But for my money it’s his injury and subsequent plight that is the reason for such exquisite form. He has been unlocked both physically and mentally. He even comes across more forthright and confident off the pitch, showing leadership qualities at just 25. Whereas before he would seldom engage with disgruntled managers calling him out, he’s now, for instance, one of the two players – the other being captain Harry Maguire – to openly speak out about the European Super League and, by some accounts, confront Ed Woodward.

Such growth in two years is exceptional. He’s reportedly been offered a new contract that will keep him at the club until 2026 at least. This comes almost precisely a year after Brandon Williams was supposed to be taking his place and some six months since the purchase of further competition in Alex Telles.

We can admit to ourselves there was a time where Shaw’s number just felt up. The topless photos that many pored over. The pile-ons headed by Jose Mourinho, who took complete credit for his better performances. It all did nothing to help a player attempting to recover from such a sickening injury.

Jose Mourinho and Luke Shaw

But even knowing the deviousness of Mourinho, that he was trying to shave his own skin and use Shaw as a dummy, for all our protection of the left-back, deep down it felt like we had witnessed just about the extent of Shaw’s halcyon days, and that the slow drop-off had begun.

Indeed, now he’s a supersonic powerhouse in his position for Manchester United: statistically the most effective left-back in the Premier League, and fourth in Europe’s top five leagues.

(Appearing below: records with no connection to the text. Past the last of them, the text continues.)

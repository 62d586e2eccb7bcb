//! # Agent Store
//!
//! The authoritative in-memory source of agent state. The store owns every
//! agent for the lifetime of the process (the roster is fixed at startup)
//! and hands out shared references; all load mutation goes through the
//! per-agent record so reservation accounting survives concurrent
//! dispatcher and monitor access.
//!
//! ## Reservation discipline
//!
//! Capacity is claimed in two phases. A selector holds a slot with
//! [`Agent::try_reserve`], and the assigner later converts it with
//! [`Agent::confirm_reservation`] or returns it with
//! [`Agent::release_reservation`]. Every reservation is matched by exactly
//! one of the two on every exit path; the invariant
//! `current + reserved <= max_concurrent` holds at all times.
//!
//! ## Examples
//!
//! ```
//! use chatdesk_engine::agent::{Agent, AgentStore, Seniority, ShiftBasis, ShiftWindow, Team};
//!
//! # async fn example() -> chatdesk_engine::Result<()> {
//! let store = AgentStore::new();
//! let agent = Agent::new(
//!     "grace-lee",
//!     "Grace Lee",
//!     Seniority::Junior,
//!     Team::TeamB,
//!     ShiftWindow::new((7, 55), (16, 5), ShiftBasis::Utc),
//!     10,
//! );
//! agent.set_shift_flags(true, true);
//! store.insert(agent);
//!
//! let grace = store.get(&"grace-lee".into()).await?.expect("registered");
//! assert!(grace.try_reserve());
//! assert!(grace.confirm_reservation());
//! assert_eq!(grace.current(), 1);
//! # Ok(())
//! # }
//! ```

use std::sync::Arc;

use dashmap::DashMap;
use tracing::info;

use crate::agent::types::{Agent, AgentId, Team};
use crate::error::Result;

/// In-memory agent store
///
/// Reads return `Arc<Agent>` handles; the handles stay valid for the
/// process lifetime since agents are never destroyed in-process. Store
/// operations are async to keep the persistence seam open even though the
/// in-memory backend never suspends.
pub struct AgentStore {
    agents: DashMap<AgentId, Arc<Agent>>,
}

impl AgentStore {
    /// Create an empty store
    pub fn new() -> Self {
        Self { agents: DashMap::new() }
    }

    /// Register an agent
    ///
    /// Called once per roster entry at startup.
    pub fn insert(&self, agent: Agent) {
        info!("👤 Registering agent: {} ({} / {:?})", agent.display_name, agent.team, agent.seniority);
        self.agents.insert(agent.id.clone(), Arc::new(agent));
    }

    /// Look up an agent by id
    pub async fn get(&self, id: &AgentId) -> Result<Option<Arc<Agent>>> {
        Ok(self.agents.get(id).map(|entry| Arc::clone(entry.value())))
    }

    /// All agents, in stable id order
    pub async fn all(&self) -> Result<Vec<Arc<Agent>>> {
        let mut agents: Vec<_> = self.agents.iter().map(|e| Arc::clone(e.value())).collect();
        agents.sort_by(|a, b| a.id.cmp(&b.id));
        Ok(agents)
    }

    /// Agents on the given team, in stable id order
    pub async fn by_team(&self, team: Team) -> Result<Vec<Arc<Agent>>> {
        let mut agents: Vec<_> = self
            .agents
            .iter()
            .filter(|e| e.value().team == team)
            .map(|e| Arc::clone(e.value()))
            .collect();
        agents.sort_by(|a, b| a.id.cmp(&b.id));
        Ok(agents)
    }

    /// All agents currently inside their shift window
    pub async fn active_agents(&self) -> Result<Vec<Arc<Agent>>> {
        let mut agents: Vec<_> = self
            .agents
            .iter()
            .filter(|e| e.value().is_active())
            .map(|e| Arc::clone(e.value()))
            .collect();
        agents.sort_by(|a, b| a.id.cmp(&b.id));
        Ok(agents)
    }

    /// All agents currently able to take a new chat
    ///
    /// Predicate: `active && accepting_new_chats && current + reserved <
    /// max_concurrent`. The result is a snapshot; final arbitration is the
    /// reservation itself.
    pub async fn accepting_agents(&self) -> Result<Vec<Arc<Agent>>> {
        let mut agents: Vec<_> = self
            .agents
            .iter()
            .filter(|e| e.value().has_open_slot())
            .map(|e| Arc::clone(e.value()))
            .collect();
        agents.sort_by(|a, b| a.id.cmp(&b.id));
        Ok(agents)
    }

    /// Sum of `max_concurrent` over the team's active agents
    pub async fn team_capacity(&self, team: Team) -> Result<u32> {
        Ok(self
            .agents
            .iter()
            .filter(|e| e.value().team == team && e.value().is_active())
            .map(|e| e.value().max_concurrent())
            .sum())
    }

    /// Persist an agent's state
    ///
    /// The in-memory store shares the live record, so this is the
    /// suspension point a future persistent backend would occupy.
    pub async fn update(&self, _agent: &Arc<Agent>) -> Result<()> {
        Ok(())
    }
}

impl Default for AgentStore {
    fn default() -> Self {
        Self::new()
    }
}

A man who had the world at his feet at 19, only for it to be stripped away again. There is no greater feat than enduring hardship and coming out stronger, but then even to become the best – that takes some character.

His exposure to such adversity has helped him realise that immense potential as the only English full-back with certainty to feature in the starting eleven ahead of a major tournament.

There is something uneasy for some about purring over footballers and their boundless cash and supposed easy lives, but if anyone was to deserve admiration for not only their talent but their fortitude in reaching the top again in such a way, Shaw is surely it. He is an inspiration.